### WORK ITEM:
Where the records below have a line with "summarize", that line is to be copied.

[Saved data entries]
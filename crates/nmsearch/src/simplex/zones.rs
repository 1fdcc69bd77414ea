//! Loose partitions of the simplex into undominated (`Y0`) and dominated (`Yn`) vertices.
//!
//! Unlike the simplex itself, zones allow ties: dominance on `(h, f)` is
//! coarser than the strict order the simplex is sorted by.

use serde::{Deserialize, Serialize};

use crate::order::dominates;
use crate::point::Score;

use super::set::SimplexSet;

/// How zones are built and what "dominates" means inside them.
#[derive(Clone, Copy, Debug, Default, PartialEq, Eq, Serialize, Deserialize)]
#[serde(rename_all = "snake_case")]
pub enum PartitionPolicy {
    /// `Y0`: vertices no other vertex dominates. `Yn`: vertices that dominate
    /// no other vertex. Tests use component-wise dominance on `(h, f)`.
    #[default]
    Dominance,
    /// `Y0 = {best}`, `Yn = {worst}`; tests use the strict simplex order.
    StrictOrder,
}

/// Zones of one simplex state.
#[derive(Debug)]
pub struct Zones<'a> {
    set: &'a SimplexSet,
    policy: PartitionPolicy,
    y0: Vec<usize>,
    yn: Vec<usize>,
}

impl<'a> Zones<'a> {
    pub fn new(set: &'a SimplexSet, policy: PartitionPolicy) -> Self {
        let n = set.len();
        let (y0, yn) = match policy {
            PartitionPolicy::StrictOrder if n == 0 => (Vec::new(), Vec::new()),
            PartitionPolicy::StrictOrder => (vec![0], vec![n - 1]),
            PartitionPolicy::Dominance => {
                let v = set.vertices();
                let y0 = (0..n)
                    .filter(|&i| !(0..n).any(|j| dominates(&v[j].score, &v[i].score)))
                    .collect();
                let yn = (0..n)
                    .filter(|&i| !(0..n).any(|j| dominates(&v[i].score, &v[j].score)))
                    .collect();
                (y0, yn)
            }
        };
        Self {
            set,
            policy,
            y0,
            yn,
        }
    }

    /// Vertex indices (into `set.vertices()`) of `Y0`.
    #[inline]
    pub fn y0(&self) -> &[usize] {
        &self.y0
    }

    /// Vertex indices of `Yn`.
    #[inline]
    pub fn yn(&self) -> &[usize] {
        &self.yn
    }

    #[inline]
    pub fn is_degenerate(&self) -> bool {
        self.y0.is_empty() || self.yn.is_empty()
    }

    fn beats(&self, a: &Score, b: &Score) -> bool {
        match self.policy {
            PartitionPolicy::Dominance => dominates(a, b),
            PartitionPolicy::StrictOrder => self.set.order().is_better(a, b),
        }
    }

    fn score(&self, i: usize) -> &Score {
        &self.set.vertices()[i].score
    }

    /// `xt` dominates every member of `Y0`.
    pub fn point_dominates_y0(&self, xt: &Score) -> bool {
        !self.y0.is_empty() && self.y0.iter().all(|&i| self.beats(xt, self.score(i)))
    }

    /// Some member of `Yn` dominates `xt`.
    pub fn yn_dominates_point(&self, xt: &Score) -> bool {
        self.yn.iter().any(|&i| self.beats(self.score(i), xt))
    }

    /// `xt` dominates at least `k` members of `Y`.
    pub fn point_dominates_pts_in_y(&self, xt: &Score, k: usize) -> bool {
        (0..self.set.len())
            .filter(|&i| self.beats(xt, self.score(i)))
            .take(k)
            .count()
            >= k
    }
}
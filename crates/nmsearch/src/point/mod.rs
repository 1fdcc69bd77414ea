//! Point model and the cache/evaluator collaborators.
//!
//! Purpose
//! - Describe evaluated points (`EvalPoint`, `Score`) and how blackbox outputs
//!   aggregate into an objective `f` and a constraint violation `h`.
//! - Provide the handle-based cache (`Cache`, `PointId`) and the `Evaluator`
//!   seam the search submits trial points through.
//!
//! Why this design
//! - The search never holds references into the cache. It holds `PointId`
//!   handles and resolves them through `PointStore`, so a purged point is an
//!   explicit `StoreError` rather than a dangling reference.

mod eval;
mod store;
mod types;

pub use eval::{BlackboxError, Blackbox, CachedEvaluator, EvalCounters, Evaluator};
pub use store::{Cache, PointId, PointStore, StoreError};
pub use types::{aggregate, EvalPoint, EvalStatus, OutputType, Score};

pub(crate) use store::same_point;
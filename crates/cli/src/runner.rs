//! Toy outer loop: repeated simplex searches with a halving mesh.
//!
//! This is not a full MADS poll. It is just enough of an outer loop to drive
//! `run_search` the way a poll step would: pick the incumbent from the cache,
//! run one search call, then enlarge the mesh after a full success and halve
//! it after a call without success or one that ended in `SHRINK_REQUEST`.

use anyhow::{Context, Result};
use nmsearch::point::Score;
use nmsearch::prelude::*;
use serde::{Deserialize, Serialize};

use crate::problems::Problem;

/// Run configuration read from `--config` (JSON). Missing fields use defaults.
#[derive(Clone, Debug, Serialize, Deserialize)]
#[serde(default)]
pub struct RunCfg {
    pub search: NmCfg,
    /// Initial (and largest) mesh size.
    pub mesh_size: f64,
    /// Initial (and largest) frame size.
    pub frame_size: f64,
    pub min_mesh_size: f64,
    pub max_calls: usize,
    /// Random points evaluated around `x0` before the first call (default `2 n`).
    pub design_points: Option<usize>,
    pub seed: u64,
}

impl Default for RunCfg {
    fn default() -> Self {
        Self {
            search: NmCfg::default(),
            mesh_size: 0.25,
            frame_size: 1.0,
            min_mesh_size: 1e-6,
            max_calls: 50,
            design_points: None,
            seed: 0,
        }
    }
}

/// One `run_search` call as seen by the outer loop.
#[derive(Clone, Debug, Serialize)]
pub struct CallRecord {
    pub call: usize,
    pub stop_reason: StopReason,
    pub success: SuccessKind,
    pub generated: usize,
    pub accepted: usize,
    /// Smallest free mesh size the call ran with.
    pub mesh_size: f64,
    pub best_f: f64,
    pub best_h: f64,
}

#[derive(Clone, Debug, Serialize)]
pub struct RunSummary {
    pub problem: String,
    pub dim: usize,
    pub calls: Vec<CallRecord>,
    pub best_x: Vec<f64>,
    pub best_f: f64,
    pub best_h: f64,
    pub blackbox_calls: usize,
    pub cache_hits: usize,
    pub failures: usize,
}

/// Best defined point in the cache under `order`.
pub fn best_point(cache: &Cache, order: &DominanceOrder) -> Option<(PointId, Score)> {
    cache
        .iter()
        .filter(|(_, p)| p.is_defined())
        .map(|(id, p)| (id, p.score()))
        .min_by(|a, b| order.cmp(&a.1, &b.1))
}

/// Mesh for the next call: doubled (up to the initial sizes) after a full
/// success, halved after no success or a `SHRINK_REQUEST`, kept otherwise.
pub fn update_mesh(mesh: &mut Mesh, outcome: &SearchOutcome, cfg: &RunCfg) {
    match (outcome.success, outcome.stop_reason) {
        (SuccessKind::Full, _) => {
            mesh.mesh_size = mesh.mesh_size.map(|d| (2.0 * d).min(cfg.mesh_size));
            mesh.frame_size = mesh.frame_size.map(|d| (2.0 * d).min(cfg.frame_size));
        }
        (SuccessKind::None, _) | (_, StopReason::ShrinkRequest) => {
            mesh.mesh_size *= 0.5;
            mesh.frame_size *= 0.5;
        }
        (SuccessKind::Partial, _) => {}
    }
}

/// Run the outer loop on `problem`. Returns the summary and the final cache.
pub fn run(problem: &Problem, cfg: &RunCfg) -> Result<(RunSummary, Cache)> {
    let n = problem.vars.dim();
    let order = cfg.search.order();
    let mut eval = CachedEvaluator::new(problem.blackbox, problem.types.clone());
    let mut mesh = Mesh::uniform(n, cfg.mesh_size, cfg.frame_size);

    eval.evaluate(&problem.x0);
    let count = cfg.design_points.unwrap_or(2 * problem.vars.n_free());
    let tok = ReplayToken::new(cfg.seed);
    for x in sample_frame(&problem.x0, &mesh, &problem.vars, count, tok) {
        eval.evaluate(&x);
    }
    tracing::info!(problem = problem.name, n, design = eval.cache.len(), "cache seeded");

    let mut search = NelderMeadSearch::new(cfg.search.clone(), problem.vars.clone());
    let stop = StopFlag::new();
    let mut calls = Vec::new();
    for call in 0..cfg.max_calls {
        let (inc, _) = best_point(&eval.cache, &order).context("cache holds no defined point")?;
        let mesh_size = mesh.min_free_size(&problem.vars);
        let outcome = search
            .run_search(&mut eval, inc, &mesh, &stop)
            .with_context(|| format!("search call {call}"))?;
        update_mesh(&mut mesh, &outcome, cfg);
        let (_, best) = best_point(&eval.cache, &order).context("cache holds no defined point")?;
        tracing::info!(
            call,
            reason = %outcome.stop_reason,
            success = ?outcome.success,
            mesh_size,
            best_f = best.f,
            best_h = best.h,
            "search call finished"
        );
        calls.push(CallRecord {
            call,
            stop_reason: outcome.stop_reason,
            success: outcome.success,
            generated: outcome.stats.generated,
            accepted: outcome.stats.accepted,
            mesh_size,
            best_f: best.f,
            best_h: best.h,
        });
        if mesh.min_free_size(&problem.vars) < cfg.min_mesh_size {
            tracing::info!(call, "mesh below minimum size");
            break;
        }
    }

    let (best_id, best) = best_point(&eval.cache, &order).context("cache holds no defined point")?;
    let best_x = eval.cache.get(best_id)?.x.iter().copied().collect();
    let counters = eval.counters();
    let summary = RunSummary {
        problem: problem.name.to_string(),
        dim: n,
        calls,
        best_x,
        best_f: best.f,
        best_h: best.h,
        blackbox_calls: counters.blackbox_calls,
        cache_hits: counters.cache_hits,
        failures: counters.failures,
    };
    Ok((summary, eval.cache))
}

#[cfg(test)]
mod tests {
    use super::*;
    use crate::problems::problem;
    use nmsearch::search::{GeometrySnapshot, SearchStats};

    #[test]
    fn sphere_improves_on_the_start() {
        let p = problem("sphere", 2).unwrap();
        let cfg = RunCfg {
            max_calls: 20,
            seed: 11,
            ..RunCfg::default()
        };
        let (summary, cache) = run(&p, &cfg).unwrap();
        // f(x0) = 2
        assert!(summary.best_f < 2.0);
        assert!(!summary.calls.is_empty());
        assert!(summary.calls.len() <= 20);
        assert_eq!(summary.blackbox_calls, cache.len());
        // Best values never get worse across calls.
        for w in summary.calls.windows(2) {
            assert!(w[1].best_f <= w[0].best_f);
        }
    }

    #[test]
    fn failed_evaluations_rank_last() {
        let p = problem("crash", 2).unwrap();
        let cfg = RunCfg {
            max_calls: 10,
            frame_size: 2.0,
            mesh_size: 0.5,
            design_points: Some(12),
            seed: 5,
            ..RunCfg::default()
        };
        let (summary, _) = run(&p, &cfg).unwrap();
        assert!(summary.best_f.is_finite());
        assert!(summary.best_x[0] >= -0.5);
    }

    fn outcome(success: SuccessKind, stop_reason: StopReason) -> SearchOutcome {
        SearchOutcome {
            accepted: Vec::new(),
            success,
            stop: true,
            stop_reason,
            stats: SearchStats::default(),
            geometry: GeometrySnapshot::default(),
            simplex: Vec::new(),
        }
    }

    #[test]
    fn mesh_follows_success_and_shrink_requests() {
        let cfg = RunCfg::default();
        let start = || Mesh::uniform(2, 0.125, 0.5);
        let sizes = |m: &Mesh| (m.mesh_size[0], m.frame_size[0]);

        let mut m = start();
        update_mesh(&mut m, &outcome(SuccessKind::Full, StopReason::Completed), &cfg);
        assert_eq!(sizes(&m), (0.25, 1.0));
        // Capped at the initial sizes.
        update_mesh(&mut m, &outcome(SuccessKind::Full, StopReason::Completed), &cfg);
        assert_eq!(sizes(&m), (0.25, 1.0));

        let mut m = start();
        update_mesh(&mut m, &outcome(SuccessKind::Partial, StopReason::Completed), &cfg);
        assert_eq!(sizes(&m), (0.125, 0.5));
        update_mesh(&mut m, &outcome(SuccessKind::Partial, StopReason::ShrinkRequest), &cfg);
        assert_eq!(sizes(&m), (0.0625, 0.25));
        update_mesh(&mut m, &outcome(SuccessKind::None, StopReason::ReflectFailed), &cfg);
        assert_eq!(sizes(&m), (0.03125, 0.125));
    }

    #[test]
    fn config_json_fills_defaults() {
        let cfg: RunCfg =
            serde_json::from_str(r#"{"max_calls": 3, "search": {"perform_shrink": true}}"#).unwrap();
        assert_eq!(cfg.max_calls, 3);
        assert!(cfg.search.perform_shrink);
        assert_eq!(cfg.search.delta_e, 2.0);
        assert_eq!(cfg.mesh_size, RunCfg::default().mesh_size);
    }
}
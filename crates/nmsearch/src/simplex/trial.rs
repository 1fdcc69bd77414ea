//! Trial-point construction: reflect/expand/contract along the worst vertex, shrink
//! toward the best, then mask, project and deduplicate.

use nalgebra::DVector;
use thiserror::Error;

use crate::mesh::{project_to_mesh, Mesh, Variables};
use crate::point::same_point;

use super::geometry::centroid;
use super::set::SimplexSet;

/// Why a trial point was not produced. Local to one trial; never fatal.
#[derive(Clone, Debug, PartialEq, Error)]
pub enum TrialError {
    #[error("simplex has too few vertices for a transform")]
    TooFewVertices,
    #[error("transform direction vanishes on the free variables")]
    DegenerateDirection,
    #[error("coordinate {index} is out of bounds")]
    OutOfBounds { index: usize },
    #[error("trial point was already submitted in this call")]
    Duplicate,
    #[error("trial point coincides with a simplex vertex")]
    Collapsed,
}

/// Builds trial points for one search call.
///
/// `center` is the incumbent: fixed coordinates are copied from it and the
/// mesh projection is anchored at it.
#[derive(Clone, Copy, Debug)]
pub struct TrialBuilder<'a> {
    pub vars: &'a Variables,
    pub mesh: &'a Mesh,
    pub center: &'a DVector<f64>,
    pub project: bool,
}

impl<'a> TrialBuilder<'a> {
    /// Centroid of every vertex except the worst.
    pub fn centroid(&self, set: &SimplexSet) -> Result<DVector<f64>, TrialError> {
        let v = set.vertices();
        if v.len() < 2 {
            return Err(TrialError::TooFewVertices);
        }
        centroid(v[..v.len() - 1].iter().map(|v| &v.x)).ok_or(TrialError::TooFewVertices)
    }

    /// `centroid + delta * (centroid - worst)`.
    ///
    /// `delta = 1` reflects, `delta > 1` expands, `0 < delta < 1` contracts
    /// outside and `-1 < delta < 0` contracts inside.
    pub fn transform(
        &self,
        set: &SimplexSet,
        delta: f64,
        submitted: &[DVector<f64>],
    ) -> Result<DVector<f64>, TrialError> {
        let c = self.centroid(set)?;
        let worst = set.worst().ok_or(TrialError::TooFewVertices)?;
        let d = &c - &worst.x;
        let scale = c.amax().max(1.0);
        if self
            .vars
            .free_indices()
            .all(|i| d[i].abs() <= 1e-13 * scale)
        {
            return Err(TrialError::DegenerateDirection);
        }
        let raw = c + d * delta;
        tracing::trace!(delta, ?raw, "transform");
        self.finalize(raw, set, submitted)
    }

    /// `y0 + gamma * (yi - y0)` for every non-best vertex, in rank order.
    pub fn shrink(
        &self,
        set: &SimplexSet,
        gamma: f64,
        submitted: &[DVector<f64>],
    ) -> Result<Vec<DVector<f64>>, TrialError> {
        let v = set.vertices();
        let best = v.first().ok_or(TrialError::TooFewVertices)?;
        if v.len() < 2 {
            return Err(TrialError::TooFewVertices);
        }
        let mut seen = submitted.to_vec();
        let mut out = Vec::with_capacity(v.len() - 1);
        for yi in &v[1..] {
            let raw = &best.x + (&yi.x - &best.x) * gamma;
            let x = self.finalize(raw, set, &seen)?;
            seen.push(x.clone());
            out.push(x);
        }
        Ok(out)
    }

    /// Mask fixed coordinates, project, then reject out-of-bounds and repeated points.
    pub fn finalize(
        &self,
        mut x: DVector<f64>,
        set: &SimplexSet,
        submitted: &[DVector<f64>],
    ) -> Result<DVector<f64>, TrialError> {
        for (i, &fixed) in self.vars.fixed.iter().enumerate() {
            if fixed {
                x[i] = self.center[i];
            }
        }
        if self.project {
            x = project_to_mesh(&x, self.center, self.mesh, self.vars);
        }
        if let Some(index) = self.vars.out_of_bounds(&x) {
            return Err(TrialError::OutOfBounds { index });
        }
        if set.vertices().iter().any(|v| same_point(&v.x, &x)) {
            return Err(TrialError::Collapsed);
        }
        if submitted.iter().any(|s| same_point(s, &x)) {
            return Err(TrialError::Duplicate);
        }
        Ok(x)
    }
}
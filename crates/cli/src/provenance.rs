use anyhow::{Context, Result};
use serde_json::{json, Value};
use std::ffi::OsString;
use std::fs;
use std::panic::Location;
use std::path::{Path, PathBuf};
use std::process::Command;

/// What a run sidecar records besides the code revision and callsite.
pub struct Payload {
    pub params: Value,
    /// Further artifacts produced by the same run (the primary one is implied).
    pub extra_outputs: Vec<PathBuf>,
}

impl Payload {
    pub fn new(params: Value) -> Self {
        Self {
            params,
            extra_outputs: Vec::new(),
        }
    }

    pub fn with_output(mut self, path: impl Into<PathBuf>) -> Self {
        self.extra_outputs.push(path.into());
        self
    }
}

/// Write `<artifact>.provenance.json` next to `artifact`: code revision, library
/// version, callsite, parameters, and every output of the run.
#[track_caller]
pub fn write_sidecar<P: AsRef<Path>>(artifact: P, payload: Payload) -> Result<PathBuf> {
    let artifact = artifact.as_ref();
    let provenance_path = provenance_path(artifact);
    if let Some(parent) = provenance_path.parent() {
        if !parent.as_os_str().is_empty() {
            fs::create_dir_all(parent)
                .with_context(|| format!("creating provenance dir {}", parent.display()))?;
        }
    }

    let callsite = Location::caller();
    let outputs: Vec<String> = std::iter::once(artifact)
        .chain(payload.extra_outputs.iter().map(PathBuf::as_path))
        .map(|p| p.to_string_lossy().into_owned())
        .collect();
    let doc = json!({
        "code_rev": current_git_rev(),
        "nmsearch_version": nmsearch::VERSION,
        "callsite": {
            "file": callsite.file(),
            "line": callsite.line()
        },
        "params": payload.params,
        "outputs": outputs
    });
    fs::write(&provenance_path, serde_json::to_vec_pretty(&doc)?)
        .with_context(|| format!("writing {}", provenance_path.display()))?;
    Ok(provenance_path)
}

fn provenance_path(artifact: &Path) -> PathBuf {
    let mut name = artifact
        .file_stem()
        .map(|s| s.to_os_string())
        .unwrap_or_else(|| OsString::from("run"));
    name.push(".provenance.json");
    artifact.with_file_name(name)
}

pub fn current_git_rev() -> String {
    if let Some(rev) = option_env!("GIT_COMMIT").filter(|s| !s.is_empty()) {
        return rev.to_string();
    }
    if let Some(rev) = std::env::var("GIT_COMMIT").ok().filter(|s| !s.is_empty()) {
        return rev;
    }
    Command::new("git")
        .args(["rev-parse", "HEAD"])
        .output()
        .ok()
        .filter(|output| output.status.success())
        .and_then(|output| String::from_utf8(output.stdout).ok())
        .map(|s| s.trim().to_string())
        .unwrap_or_else(|| "unknown".to_string())
}
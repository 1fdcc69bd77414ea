use anyhow::{Context, Result};
use clap::{Parser, Subcommand};
use std::path::{Path, PathBuf};
use tracing_subscriber::fmt::SubscriberBuilder;
use tracing_subscriber::EnvFilter;

mod history;
mod problems;
mod provenance;
mod runner;

use runner::RunCfg;

#[derive(Parser)]
#[command(name = "cli")]
#[command(about = "Nelder-Mead search runner")]
struct Cmd {
    /// Log filter used when RUST_LOG is not set
    #[arg(long, default_value = "info")]
    log: String,

    #[command(subcommand)]
    action: Action,
}

#[derive(Subcommand)]
enum Action {
    /// Run repeated simplex searches on a built-in problem
    Run {
        /// JSON run configuration; defaults when omitted
        #[arg(long)]
        config: Option<PathBuf>,
        /// One of: sphere, rosenbrock, constrained, crash
        #[arg(long)]
        problem: String,
        #[arg(long, default_value_t = 2)]
        dim: usize,
        /// Overrides the seed of the configuration
        #[arg(long)]
        seed: Option<u64>,
        /// Result JSON
        #[arg(long)]
        out: PathBuf,
        /// Evaluation history CSV
        #[arg(long)]
        history: Option<PathBuf>,
    },
    /// Print a provenance block, or summarize a history CSV
    Report {
        #[arg(long)]
        history: Option<PathBuf>,
    },
}

fn main() -> Result<()> {
    let cmd = Cmd::parse();
    let filter = EnvFilter::try_from_default_env().unwrap_or_else(|_| EnvFilter::new(&cmd.log));
    SubscriberBuilder::default()
        .with_target(false)
        .with_env_filter(filter)
        .with_writer(std::io::stderr)
        .init();
    match cmd.action {
        Action::Run {
            config,
            problem,
            dim,
            seed,
            out,
            history,
        } => run(config.as_deref(), &problem, dim, seed, &out, history.as_deref()),
        Action::Report { history } => report(history.as_deref()),
    }
}

fn load_cfg(path: Option<&Path>) -> Result<RunCfg> {
    let Some(path) = path else {
        return Ok(RunCfg::default());
    };
    let bytes = std::fs::read(path).with_context(|| format!("reading {}", path.display()))?;
    serde_json::from_slice(&bytes).with_context(|| format!("parsing {}", path.display()))
}

fn run(
    config: Option<&Path>,
    problem: &str,
    dim: usize,
    seed: Option<u64>,
    out: &Path,
    history_path: Option<&Path>,
) -> Result<()> {
    let mut cfg = load_cfg(config)?;
    if let Some(seed) = seed {
        cfg.seed = seed;
    }
    let problem = problems::problem(problem, dim)?;
    tracing::info!(problem = problem.name, dim, seed = cfg.seed, "run");
    let (summary, cache) = runner::run(&problem, &cfg)?;

    if let Some(parent) = out.parent() {
        if !parent.as_os_str().is_empty() {
            std::fs::create_dir_all(parent)?;
        }
    }
    std::fs::write(out, serde_json::to_vec_pretty(&summary)?)
        .with_context(|| format!("writing {}", out.display()))?;

    let mut payload = provenance::Payload::new(serde_json::json!({
        "problem": problem.name,
        "dim": dim,
        "config": cfg,
    }));
    if let Some(path) = history_path {
        history::write_history(&cache, path)?;
        payload = payload.with_output(path);
    }
    let sidecar = provenance::write_sidecar(out, payload)?;
    tracing::info!(
        best_f = summary.best_f,
        best_h = summary.best_h,
        calls = summary.calls.len(),
        blackbox_calls = summary.blackbox_calls,
        sidecar = %sidecar.display(),
        "run finished"
    );
    Ok(())
}

fn report(history_path: Option<&Path>) -> Result<()> {
    let obj = match history_path {
        Some(path) => serde_json::to_value(history::summarize(path)?)?,
        None => serde_json::json!({
            "code_rev": provenance::current_git_rev(),
            "nmsearch_version": nmsearch::VERSION,
            "problems": problems::NAMES,
            "default_config": RunCfg::default(),
        }),
    };
    println!("{}", serde_json::to_string_pretty(&obj)?);
    Ok(())
}
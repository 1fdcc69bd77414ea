//! Evaluator collaborator: submits trial points to a blackbox through the cache.

use nalgebra::DVector;
use thiserror::Error;

use super::store::{Cache, PointId, PointStore, StoreError};
use super::types::{EvalPoint, OutputType};

/// Failure reported by a blackbox call.
#[derive(Clone, Debug, PartialEq, Eq, Error)]
#[error("blackbox evaluation failed: {reason}")]
pub struct BlackboxError {
    pub reason: String,
}

impl BlackboxError {
    pub fn new(reason: impl Into<String>) -> Self {
        Self {
            reason: reason.into(),
        }
    }
}

/// An opaque objective/constraint function.
pub trait Blackbox {
    fn eval(&self, x: &DVector<f64>) -> Result<Vec<f64>, BlackboxError>;
}

impl<F> Blackbox for F
where
    F: Fn(&DVector<f64>) -> Result<Vec<f64>, BlackboxError>,
{
    fn eval(&self, x: &DVector<f64>) -> Result<Vec<f64>, BlackboxError> {
        self(x)
    }
}

/// Evaluates batches of trial points and records them.
///
/// `submit` blocks until the whole batch is evaluated and returns one handle per
/// submitted point, in submission order. Failed evaluations are still recorded
/// (as undefined points) so that they rank last instead of vanishing.
pub trait Evaluator: PointStore {
    fn submit(&mut self, batch: &[DVector<f64>]) -> Vec<PointId>;
}

/// Call counters of a [`CachedEvaluator`].
#[derive(Clone, Copy, Debug, Default, PartialEq, Eq)]
pub struct EvalCounters {
    pub blackbox_calls: usize,
    pub failures: usize,
    pub cache_hits: usize,
}

/// Evaluator backed by an in-memory [`Cache`].
pub struct CachedEvaluator<B> {
    pub cache: Cache,
    blackbox: B,
    types: Vec<OutputType>,
    counters: EvalCounters,
}

impl<B: Blackbox> CachedEvaluator<B> {
    pub fn new(blackbox: B, types: Vec<OutputType>) -> Self {
        Self {
            cache: Cache::new(),
            blackbox,
            types,
            counters: EvalCounters::default(),
        }
    }

    #[inline]
    pub fn counters(&self) -> EvalCounters {
        self.counters
    }

    #[inline]
    pub fn output_types(&self) -> &[OutputType] {
        &self.types
    }

    /// Evaluate a single point (or fetch it from the cache).
    pub fn evaluate(&mut self, x: &DVector<f64>) -> PointId {
        if let Some(id) = self.cache.find(x) {
            self.counters.cache_hits += 1;
            return id;
        }
        self.counters.blackbox_calls += 1;
        let point = match self.blackbox.eval(x) {
            Ok(outputs) => EvalPoint::from_outputs(x.clone(), outputs, &self.types),
            Err(err) => {
                tracing::debug!(%err, "blackbox failure");
                self.counters.failures += 1;
                EvalPoint::failed(x.clone())
            }
        };
        self.cache.insert(point)
    }
}

impl<B> PointStore for CachedEvaluator<B> {
    fn get(&self, id: PointId) -> Result<&EvalPoint, StoreError> {
        self.cache.get(id)
    }

    fn nearby(&self, center: &DVector<f64>, radius: &DVector<f64>) -> Vec<PointId> {
        self.cache.nearby(center, radius)
    }
}

impl<B: Blackbox> Evaluator for CachedEvaluator<B> {
    fn submit(&mut self, batch: &[DVector<f64>]) -> Vec<PointId> {
        batch.iter().map(|x| self.evaluate(x)).collect()
    }
}
//! Errors that escape a search call.
//!
//! Generation, degeneracy, budget and evaluator failures never show up here:
//! the step engine resolves them into a `StopReason`. What remains is invalid
//! configuration (rejected before the first step) and stale point handles.

use thiserror::Error;

use crate::point::StoreError;

/// Configuration rejected before the `INITIAL` step runs.
#[derive(Clone, Debug, PartialEq, Error)]
pub enum ConfigError {
    #[error("no free variables")]
    NoFreeVariables,
    #[error("{what} has dimension {got}, expected {expected}")]
    DimensionMismatch {
        what: &'static str,
        expected: usize,
        got: usize,
    },
    #[error("lower bound exceeds upper bound at index {index}")]
    InvalidBounds { index: usize },
    #[error("mesh size at free index {index} must be positive and finite")]
    InvalidMeshSize { index: usize },
    #[error("parameter {name} = {value} is out of range")]
    InvalidParameter { name: &'static str, value: f64 },
    #[error("incumbent is not a successfully evaluated point")]
    UndefinedIncumbent,
}

/// Failure of a whole `run_search` call.
#[derive(Clone, Debug, PartialEq, Error)]
pub enum SearchError {
    #[error("invalid configuration: {0}")]
    Config(#[from] ConfigError),
    #[error(transparent)]
    Store(#[from] StoreError),
}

### SOLVED PROBLEM:
    /// Print a provenance block, or summarize a history CSV
        Some(path) => serde_json::to_value(history::summarize(path)?)?,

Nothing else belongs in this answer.